“People do what people see.”

I read the following passage in the John Maxwell Daily Reader (Definitely recommend!):



When times are tough, uncertainty is high, and chaos threatens to overwhelm everyone, followers need a clear picture from their leaders the most. The living picture they see in their leader produces energy, passion, and motivation to keep going. As you strive to improve as an example to your followers, remember these things:

1. Followers are always watching what you do. Just as children watch their parents and emulate their behavior, so do employees watching their bosses. People do what people see.

2. It’s easier to teach what’s right than to do what’s right. Author Norman Vincent Peale stated, “Nothing is more confusing than people who give good advice but set a bad example.” I would say a related thought is also true: “Nothing is more convincing than people who give good advice and set a good example.”

3. We should work on changing ourselves before trying to improve others. A great danger to good leadership is the temptation to try to change others without first making changes to yourself.

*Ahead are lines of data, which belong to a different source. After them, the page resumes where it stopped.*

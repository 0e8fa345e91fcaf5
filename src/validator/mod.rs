use thiserror::Error;

use crate::config::ValidationLimits;
use crate::request::{EstimateRequest, ModelKind};

#[derive(Error, Debug, Clone, PartialEq)]
pub enum ValidationError {
    #[error("{field} is not a finite number")]
    NonFinite { field: &'static str },

    #[error("invalid {field}: {value} (must be positive)")]
    NonPositive { field: &'static str, value: f64 },

    #[error("{field} out of range: {value} (max: {max})")]
    OutOfRange {
        field: &'static str,
        value: f64,
        max: f64,
    },

    #[error("stock volume {stock} cm³ is smaller than part volume {part} cm³")]
    NegativeRemoval { stock: f64, part: f64 },

    #[error("geometry error: {message}")]
    Geometry { message: String },

    #[error("invalid request: {message}")]
    Request { message: String },
}

/// Finite and strictly positive
pub fn positive(field: &'static str, value: f64) -> Result<f64, ValidationError> {
    if !value.is_finite() {
        return Err(ValidationError::NonFinite { field });
    }
    if value <= 0.0 {
        return Err(ValidationError::NonPositive { field, value });
    }
    Ok(value)
}

pub struct Validator {
    max_dimension: f64,
    max_features: usize,
}

impl Default for Validator {
    fn default() -> Self {
        Self::new(&ValidationLimits::default())
    }
}

impl Validator {
    pub fn new(limits: &ValidationLimits) -> Self {
        Self {
            max_dimension: limits.max_dimension_mm,
            max_features: limits.max_features,
        }
    }

    /// Contract checks that make a request fatal before any estimation work
    pub fn validate_request(&self, req: &EstimateRequest) -> Result<(), ValidationError> {
        if req.part_id.trim().is_empty() {
            return Err(request_error("part_id is empty"));
        }
        if req.material_code.trim().is_empty() {
            return Err(request_error("material_code is empty"));
        }

        match (req.model, &req.geometry, &req.features) {
            (Some(ModelKind::Volume), None, _) => {
                return Err(request_error("volume model requested without geometry"));
            }
            (Some(ModelKind::Feature), _, None) => {
                return Err(request_error("feature model requested without features"));
            }
            (None, None, None) => {
                return Err(request_error("request carries neither geometry nor features"));
            }
            _ => {}
        }

        if let Some(geometry) = &req.geometry {
            positive("geometry.volume", geometry.volume)?;
            positive("geometry.surface_area", geometry.surface_area)?;
            if let Some(stock) = geometry.stock_volume {
                positive("geometry.stock_volume", stock)?;
            }
            if let Some(bbox) = &geometry.bbox {
                self.validate_length("geometry.bbox.dx", bbox.dx)?;
                self.validate_length("geometry.bbox.dy", bbox.dy)?;
                self.validate_length("geometry.bbox.dz", bbox.dz)?;
            }
            if let Some(shape) = &geometry.shape {
                for (field, value) in shape.dimensions() {
                    self.validate_length(field, value)?;
                }
            }
        }

        if let Some(features) = &req.features {
            if features.len() > self.max_features {
                return Err(ValidationError::OutOfRange {
                    field: "features",
                    value: features.len() as f64,
                    max: self.max_features as f64,
                });
            }
        }

        Ok(())
    }

    fn validate_length(&self, field: &'static str, value: f64) -> Result<(), ValidationError> {
        positive(field, value)?;
        if value > self.max_dimension {
            return Err(ValidationError::OutOfRange {
                field,
                value,
                max: self.max_dimension,
            });
        }
        Ok(())
    }
}

fn request_error(message: &str) -> ValidationError {
    ValidationError::Request {
        message: message.to_string(),
    }
}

4. The most valuable gift a leader can give is being a good example. Leadership is more caught than taught. How does one “catch’ leadership? By watching good leaders in action!”

John Maxwell



I love all of the points, but the first one stuck out to me recently. This quote also makes a lot of sense:



As I was going through security, the line was taking exceptionally long because a dad and a TSA agent were arguing over a bottle of liquid in the gentleman’s carry-on bag. As someone who travels continuously, I know this is the case, and if you want to have liquid go with you on the plane, you will have to check it in a bag or buy it after passing through security.

My gut feeling was that he knew this as well.

That didn’t stop him from arguing.

And not only was he arguing, but he was also knowingly holding everyone else up so that he could be the exception to the well-known rule.

He eventually acquiesced, and I thought we were about ready to go. Then his daughter’s bag came through, and it also had liquids. As the TSA agent provided the option of disposing of the liquid or having her return to check the bag, she yelled at him, just like her dad. In fact, she did it exactly like her dad did only seconds earlier. She was the spitting image of her father.

Kids will copy you, no matter the example you set. Good or bad.

But listen, who am I to judge? I don’t know what is going on that day, and I also know that I am far from perfect. I share this not to shame anyone but because it reminded me of myself. 

I shared the following story in “Innovate Inside the Box” about a lesson I learned while coaching basketball in my first year of teaching:



“Having been influenced by the coaches I saw watching the NBA, I will tell you, if I didn’t like a call, I let the referees know. I would yell at the referees across the court, aware of just how much noise I could make to get their attention without crossing the “line” and earning a technical foul. As a coach, based on my NBA mentors, I saw complaining about calls as part of my job. That being said, I became frustrated when my players would complain to the referees about calls they would or wouldn’t get. The boys didn’t have the same awareness of the “line” that I did. They would mouth off, and the technical fouls they got as a result often cost our team. In my mind, I saw the yelling from my players as more about their immaturity and less about my example and my coaching.

This changed one day, a few months into my coaching career, when I was extremely frustrated with the lack of calls my team was getting. I was visibly upset with the referees and I called a timeout. Before I went to the huddle, one of the referees, who was also a teacher at another school, came over to me and said in a calm tone, “Hey, George, I know you love basketball, and I can tell you love these kids, and I can tell these kids love you. I just want you to know this: Whether you yell at us or not, your players look up to you and will do what you do. What example do you want to set?”

I never yelled at a referee again.

Not only did I not ever yell at a referee again, with this new lesson I focused more on what I could control which, first and foremost, was the example I was setting for my players. Referees still made some bad calls, but I realized yelling had little impact on what the referees would do—and a huge impact on what my players would do. So I focused on our game and my coaching, and those things changed the game for us and helped us become a better team.”

George Couros



I have thought about that interaction for the better part of my life now. I will tell you that I don’t always live up to the ideals I set out for myself on that day, but I do try.

It would be easy to judge someone else for their worst moment and write them off. Luckily, a teacher colleague saw something better in me and knew the influence I could have on the next generation. I share this all with you to pass on wisdom that was imparted to me then.

I write all this on a plane that was delayed nine hours, to the frustration of many. But I don’t think it would be right to complain or go vent on social media. No one working for the airline purposely tried to wreck my day, and they did what they could to get us out safely as soon as possible. I used the time to complete things that needed to be done, and I controlled what I could control. That includes me.

Kids are always watching; what do we want them to see?